TASK
The line containing "let config = ServerConfig::from(args);" and every line after it, through the last one below: output exactly these and nothing else.
[SUPPLIED ENTRIES — start]
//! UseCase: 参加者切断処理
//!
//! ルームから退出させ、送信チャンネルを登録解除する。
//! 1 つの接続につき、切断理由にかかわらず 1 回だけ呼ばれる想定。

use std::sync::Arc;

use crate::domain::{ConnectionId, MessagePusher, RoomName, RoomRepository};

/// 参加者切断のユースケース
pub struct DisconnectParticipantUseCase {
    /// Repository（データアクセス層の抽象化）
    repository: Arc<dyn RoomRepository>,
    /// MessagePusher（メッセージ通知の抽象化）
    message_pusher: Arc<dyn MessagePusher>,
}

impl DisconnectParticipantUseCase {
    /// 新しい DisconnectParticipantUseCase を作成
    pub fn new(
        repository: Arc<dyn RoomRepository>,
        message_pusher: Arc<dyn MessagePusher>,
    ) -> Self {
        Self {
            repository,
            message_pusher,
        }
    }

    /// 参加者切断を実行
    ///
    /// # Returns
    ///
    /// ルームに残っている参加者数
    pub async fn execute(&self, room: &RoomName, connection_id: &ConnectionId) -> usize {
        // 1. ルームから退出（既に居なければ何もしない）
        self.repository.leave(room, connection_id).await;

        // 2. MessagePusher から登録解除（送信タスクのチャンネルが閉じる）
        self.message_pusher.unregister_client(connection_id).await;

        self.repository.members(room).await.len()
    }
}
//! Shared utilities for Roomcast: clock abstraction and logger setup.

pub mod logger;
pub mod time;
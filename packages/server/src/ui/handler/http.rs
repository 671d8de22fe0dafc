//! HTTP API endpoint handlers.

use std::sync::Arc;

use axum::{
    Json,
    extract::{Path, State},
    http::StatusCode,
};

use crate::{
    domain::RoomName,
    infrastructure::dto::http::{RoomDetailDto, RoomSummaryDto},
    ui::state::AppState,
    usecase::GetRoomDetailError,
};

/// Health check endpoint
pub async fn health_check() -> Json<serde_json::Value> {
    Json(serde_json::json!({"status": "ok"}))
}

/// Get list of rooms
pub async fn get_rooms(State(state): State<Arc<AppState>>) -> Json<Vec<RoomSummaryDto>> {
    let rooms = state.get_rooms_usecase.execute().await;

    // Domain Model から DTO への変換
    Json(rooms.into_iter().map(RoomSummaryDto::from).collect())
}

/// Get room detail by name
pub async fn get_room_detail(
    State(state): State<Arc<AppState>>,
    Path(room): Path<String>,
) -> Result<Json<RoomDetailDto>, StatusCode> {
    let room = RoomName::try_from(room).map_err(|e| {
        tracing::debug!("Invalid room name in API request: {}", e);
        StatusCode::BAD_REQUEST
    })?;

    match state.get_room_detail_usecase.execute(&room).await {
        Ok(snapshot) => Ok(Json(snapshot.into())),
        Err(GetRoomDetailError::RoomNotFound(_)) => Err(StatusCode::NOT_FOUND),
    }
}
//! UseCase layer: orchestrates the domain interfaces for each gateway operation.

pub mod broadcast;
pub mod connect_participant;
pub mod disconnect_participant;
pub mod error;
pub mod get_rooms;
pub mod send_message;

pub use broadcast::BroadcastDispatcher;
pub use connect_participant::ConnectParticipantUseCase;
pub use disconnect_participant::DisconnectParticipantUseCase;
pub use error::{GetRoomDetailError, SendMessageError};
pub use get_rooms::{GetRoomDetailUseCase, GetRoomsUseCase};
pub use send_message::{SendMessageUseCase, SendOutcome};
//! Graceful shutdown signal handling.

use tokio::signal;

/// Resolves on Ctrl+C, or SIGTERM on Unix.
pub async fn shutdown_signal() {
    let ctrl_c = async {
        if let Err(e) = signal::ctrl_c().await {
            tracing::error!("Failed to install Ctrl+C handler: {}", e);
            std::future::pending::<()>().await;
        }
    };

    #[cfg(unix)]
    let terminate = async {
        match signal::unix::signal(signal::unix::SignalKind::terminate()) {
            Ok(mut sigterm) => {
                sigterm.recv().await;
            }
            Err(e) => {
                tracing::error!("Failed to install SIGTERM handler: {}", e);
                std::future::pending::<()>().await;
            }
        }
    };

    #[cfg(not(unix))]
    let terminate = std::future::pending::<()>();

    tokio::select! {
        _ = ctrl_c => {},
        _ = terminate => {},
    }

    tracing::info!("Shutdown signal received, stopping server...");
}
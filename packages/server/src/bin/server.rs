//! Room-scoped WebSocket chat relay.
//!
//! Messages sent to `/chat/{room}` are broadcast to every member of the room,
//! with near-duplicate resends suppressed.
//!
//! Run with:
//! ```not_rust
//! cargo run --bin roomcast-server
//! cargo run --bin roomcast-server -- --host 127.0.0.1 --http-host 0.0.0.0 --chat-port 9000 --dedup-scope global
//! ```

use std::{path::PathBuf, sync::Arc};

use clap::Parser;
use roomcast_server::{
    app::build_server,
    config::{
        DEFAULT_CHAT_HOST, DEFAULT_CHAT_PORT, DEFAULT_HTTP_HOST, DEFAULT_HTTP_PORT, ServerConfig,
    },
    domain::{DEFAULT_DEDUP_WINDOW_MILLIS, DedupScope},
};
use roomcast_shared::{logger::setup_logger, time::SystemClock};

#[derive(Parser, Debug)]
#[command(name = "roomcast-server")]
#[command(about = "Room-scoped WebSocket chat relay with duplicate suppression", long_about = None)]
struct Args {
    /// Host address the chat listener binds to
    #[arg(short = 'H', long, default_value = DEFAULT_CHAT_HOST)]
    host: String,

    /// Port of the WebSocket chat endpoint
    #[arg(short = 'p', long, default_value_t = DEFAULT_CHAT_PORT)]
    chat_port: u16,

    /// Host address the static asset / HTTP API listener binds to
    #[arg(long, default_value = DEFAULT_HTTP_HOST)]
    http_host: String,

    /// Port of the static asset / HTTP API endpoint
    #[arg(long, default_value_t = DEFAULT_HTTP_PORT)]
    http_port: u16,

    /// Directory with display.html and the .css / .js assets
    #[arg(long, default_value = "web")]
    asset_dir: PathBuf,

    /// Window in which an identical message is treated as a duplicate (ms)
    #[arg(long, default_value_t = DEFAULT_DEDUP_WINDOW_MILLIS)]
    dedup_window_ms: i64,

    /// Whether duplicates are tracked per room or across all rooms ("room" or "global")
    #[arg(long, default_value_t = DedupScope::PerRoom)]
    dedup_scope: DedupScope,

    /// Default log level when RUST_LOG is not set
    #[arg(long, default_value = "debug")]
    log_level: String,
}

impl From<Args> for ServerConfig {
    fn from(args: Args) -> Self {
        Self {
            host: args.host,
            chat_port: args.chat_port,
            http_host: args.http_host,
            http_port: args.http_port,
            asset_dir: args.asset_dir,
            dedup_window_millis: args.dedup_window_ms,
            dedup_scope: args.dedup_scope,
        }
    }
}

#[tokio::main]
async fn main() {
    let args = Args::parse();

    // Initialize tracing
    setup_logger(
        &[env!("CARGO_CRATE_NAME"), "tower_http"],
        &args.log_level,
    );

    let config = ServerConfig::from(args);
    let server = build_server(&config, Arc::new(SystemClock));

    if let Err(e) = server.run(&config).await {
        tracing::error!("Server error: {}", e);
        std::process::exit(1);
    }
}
[SUPPLIED ENTRIES — finish]
REPLY TO THE EXERCISE
    let config = ServerConfig::from(args);
    let server = build_server(&config, Arc::new(SystemClock));

    if let Err(e) = server.run(&config).await {
        tracing::error!("Server error: {}", e);
        std::process::exit(1);
    }
}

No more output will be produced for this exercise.